--- Records provided Enclosed Below ---
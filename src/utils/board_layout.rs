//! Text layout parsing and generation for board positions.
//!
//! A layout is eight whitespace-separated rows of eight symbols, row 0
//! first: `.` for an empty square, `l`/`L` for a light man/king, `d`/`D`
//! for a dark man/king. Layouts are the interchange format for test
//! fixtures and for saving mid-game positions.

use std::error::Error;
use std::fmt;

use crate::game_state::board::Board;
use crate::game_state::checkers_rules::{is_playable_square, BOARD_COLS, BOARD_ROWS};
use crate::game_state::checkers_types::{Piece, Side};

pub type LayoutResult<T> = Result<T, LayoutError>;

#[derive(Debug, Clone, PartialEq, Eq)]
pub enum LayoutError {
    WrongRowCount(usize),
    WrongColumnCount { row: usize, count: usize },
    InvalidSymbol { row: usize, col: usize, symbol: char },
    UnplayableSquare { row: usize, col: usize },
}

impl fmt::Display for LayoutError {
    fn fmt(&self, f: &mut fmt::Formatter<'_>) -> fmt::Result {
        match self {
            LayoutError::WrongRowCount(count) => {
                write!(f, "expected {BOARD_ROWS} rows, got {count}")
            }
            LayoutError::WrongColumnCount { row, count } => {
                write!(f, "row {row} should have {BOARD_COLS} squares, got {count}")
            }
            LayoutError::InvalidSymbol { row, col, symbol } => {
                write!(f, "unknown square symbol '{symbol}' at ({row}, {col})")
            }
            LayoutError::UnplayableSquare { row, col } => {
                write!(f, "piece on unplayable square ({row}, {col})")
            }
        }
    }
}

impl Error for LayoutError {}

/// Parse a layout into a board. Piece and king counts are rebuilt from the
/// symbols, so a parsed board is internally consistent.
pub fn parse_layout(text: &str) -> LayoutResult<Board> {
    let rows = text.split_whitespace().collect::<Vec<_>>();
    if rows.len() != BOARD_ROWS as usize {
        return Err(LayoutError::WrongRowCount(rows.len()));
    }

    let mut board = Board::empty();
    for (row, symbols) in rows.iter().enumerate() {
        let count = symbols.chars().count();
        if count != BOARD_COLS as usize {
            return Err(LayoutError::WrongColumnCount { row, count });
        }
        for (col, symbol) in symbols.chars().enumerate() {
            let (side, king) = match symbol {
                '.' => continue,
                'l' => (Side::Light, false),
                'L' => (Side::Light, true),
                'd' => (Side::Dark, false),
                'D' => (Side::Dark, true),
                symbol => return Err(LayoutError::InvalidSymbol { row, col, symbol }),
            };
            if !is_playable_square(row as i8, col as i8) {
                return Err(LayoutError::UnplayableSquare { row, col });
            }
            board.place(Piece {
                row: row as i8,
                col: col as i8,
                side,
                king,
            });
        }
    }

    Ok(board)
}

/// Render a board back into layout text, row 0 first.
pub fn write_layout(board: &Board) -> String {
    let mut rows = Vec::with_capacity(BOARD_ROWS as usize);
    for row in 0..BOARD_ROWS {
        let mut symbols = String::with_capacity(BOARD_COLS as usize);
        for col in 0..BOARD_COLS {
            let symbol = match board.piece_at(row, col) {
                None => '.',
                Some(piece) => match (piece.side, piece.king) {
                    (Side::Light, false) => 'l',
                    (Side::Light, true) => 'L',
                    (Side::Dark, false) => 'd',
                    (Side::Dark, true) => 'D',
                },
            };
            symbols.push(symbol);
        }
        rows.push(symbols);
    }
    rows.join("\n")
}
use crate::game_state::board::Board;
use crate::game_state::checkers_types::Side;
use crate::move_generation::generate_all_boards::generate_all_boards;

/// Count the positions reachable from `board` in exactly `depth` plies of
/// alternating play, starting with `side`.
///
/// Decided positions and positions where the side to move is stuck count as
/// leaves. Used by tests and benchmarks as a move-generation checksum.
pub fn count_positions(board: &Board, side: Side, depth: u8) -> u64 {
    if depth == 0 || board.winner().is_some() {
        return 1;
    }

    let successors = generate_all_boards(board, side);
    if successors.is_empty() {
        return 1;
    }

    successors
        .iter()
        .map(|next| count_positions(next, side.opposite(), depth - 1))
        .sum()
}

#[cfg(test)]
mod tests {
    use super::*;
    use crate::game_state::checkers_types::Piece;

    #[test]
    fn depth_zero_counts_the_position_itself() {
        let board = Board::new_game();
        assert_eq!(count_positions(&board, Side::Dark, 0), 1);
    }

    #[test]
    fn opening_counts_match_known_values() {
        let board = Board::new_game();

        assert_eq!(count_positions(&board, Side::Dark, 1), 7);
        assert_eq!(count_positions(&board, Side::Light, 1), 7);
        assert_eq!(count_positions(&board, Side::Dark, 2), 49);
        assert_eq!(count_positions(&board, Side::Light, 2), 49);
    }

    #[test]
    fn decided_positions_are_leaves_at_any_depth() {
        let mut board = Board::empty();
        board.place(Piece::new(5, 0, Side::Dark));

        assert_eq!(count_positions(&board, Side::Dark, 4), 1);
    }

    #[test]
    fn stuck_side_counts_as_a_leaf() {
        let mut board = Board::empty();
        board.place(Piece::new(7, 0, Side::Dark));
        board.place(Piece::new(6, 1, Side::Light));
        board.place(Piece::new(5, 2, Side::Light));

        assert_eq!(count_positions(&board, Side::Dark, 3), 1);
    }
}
--- End of Enclosed Records provided ---
--- Records provided Enclosed Below ---
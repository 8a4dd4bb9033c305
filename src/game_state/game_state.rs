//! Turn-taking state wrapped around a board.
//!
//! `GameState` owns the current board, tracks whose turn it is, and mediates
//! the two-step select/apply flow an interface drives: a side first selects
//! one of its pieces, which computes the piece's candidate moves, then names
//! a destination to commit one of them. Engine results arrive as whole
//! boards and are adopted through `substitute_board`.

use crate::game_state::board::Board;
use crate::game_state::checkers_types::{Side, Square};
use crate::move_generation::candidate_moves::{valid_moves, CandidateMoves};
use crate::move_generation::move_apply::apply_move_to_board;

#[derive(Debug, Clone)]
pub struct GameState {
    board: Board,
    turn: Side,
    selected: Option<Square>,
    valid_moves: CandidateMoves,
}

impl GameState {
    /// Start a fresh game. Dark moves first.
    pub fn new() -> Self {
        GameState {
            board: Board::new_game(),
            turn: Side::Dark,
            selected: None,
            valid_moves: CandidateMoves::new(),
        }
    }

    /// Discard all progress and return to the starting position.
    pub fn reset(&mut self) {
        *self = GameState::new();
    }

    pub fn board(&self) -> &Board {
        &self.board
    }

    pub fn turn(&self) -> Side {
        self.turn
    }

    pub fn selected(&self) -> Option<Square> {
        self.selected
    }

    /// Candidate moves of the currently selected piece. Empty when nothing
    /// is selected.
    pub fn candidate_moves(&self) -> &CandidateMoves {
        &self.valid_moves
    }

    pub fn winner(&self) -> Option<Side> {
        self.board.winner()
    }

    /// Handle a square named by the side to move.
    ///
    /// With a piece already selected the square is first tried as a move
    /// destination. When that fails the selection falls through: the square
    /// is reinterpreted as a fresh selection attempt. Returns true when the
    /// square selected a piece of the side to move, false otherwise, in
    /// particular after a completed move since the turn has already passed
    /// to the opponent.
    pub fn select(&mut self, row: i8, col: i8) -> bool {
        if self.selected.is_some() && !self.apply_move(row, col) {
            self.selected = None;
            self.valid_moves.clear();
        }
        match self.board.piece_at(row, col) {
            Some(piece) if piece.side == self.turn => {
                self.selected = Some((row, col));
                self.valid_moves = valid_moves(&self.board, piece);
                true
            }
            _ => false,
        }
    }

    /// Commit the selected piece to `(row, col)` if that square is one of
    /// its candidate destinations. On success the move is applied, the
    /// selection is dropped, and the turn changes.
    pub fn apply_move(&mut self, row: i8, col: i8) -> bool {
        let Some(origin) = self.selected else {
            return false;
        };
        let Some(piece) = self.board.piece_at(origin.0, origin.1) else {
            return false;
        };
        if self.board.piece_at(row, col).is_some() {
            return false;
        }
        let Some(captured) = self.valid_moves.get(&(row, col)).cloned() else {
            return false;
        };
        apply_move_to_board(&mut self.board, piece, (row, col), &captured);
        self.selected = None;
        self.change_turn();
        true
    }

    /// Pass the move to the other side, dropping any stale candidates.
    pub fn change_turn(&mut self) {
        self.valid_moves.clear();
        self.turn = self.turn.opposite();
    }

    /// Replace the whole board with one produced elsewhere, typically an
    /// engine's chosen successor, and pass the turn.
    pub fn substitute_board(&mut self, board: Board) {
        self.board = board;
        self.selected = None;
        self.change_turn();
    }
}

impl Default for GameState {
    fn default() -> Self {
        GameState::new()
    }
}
--- End of Enclosed Records provided ---
• Instructions to follow
Each line of the material with the word "true" in it should be listed.

• Answer space
                'L' => (Side::Light, true),
                'D' => (Side::Dark, true),
                    (Side::Light, true) => 'L',
                    (Side::Dark, true) => 'D',
    /// is reinterpreted as a fresh selection attempt. Returns true when the
                true
        true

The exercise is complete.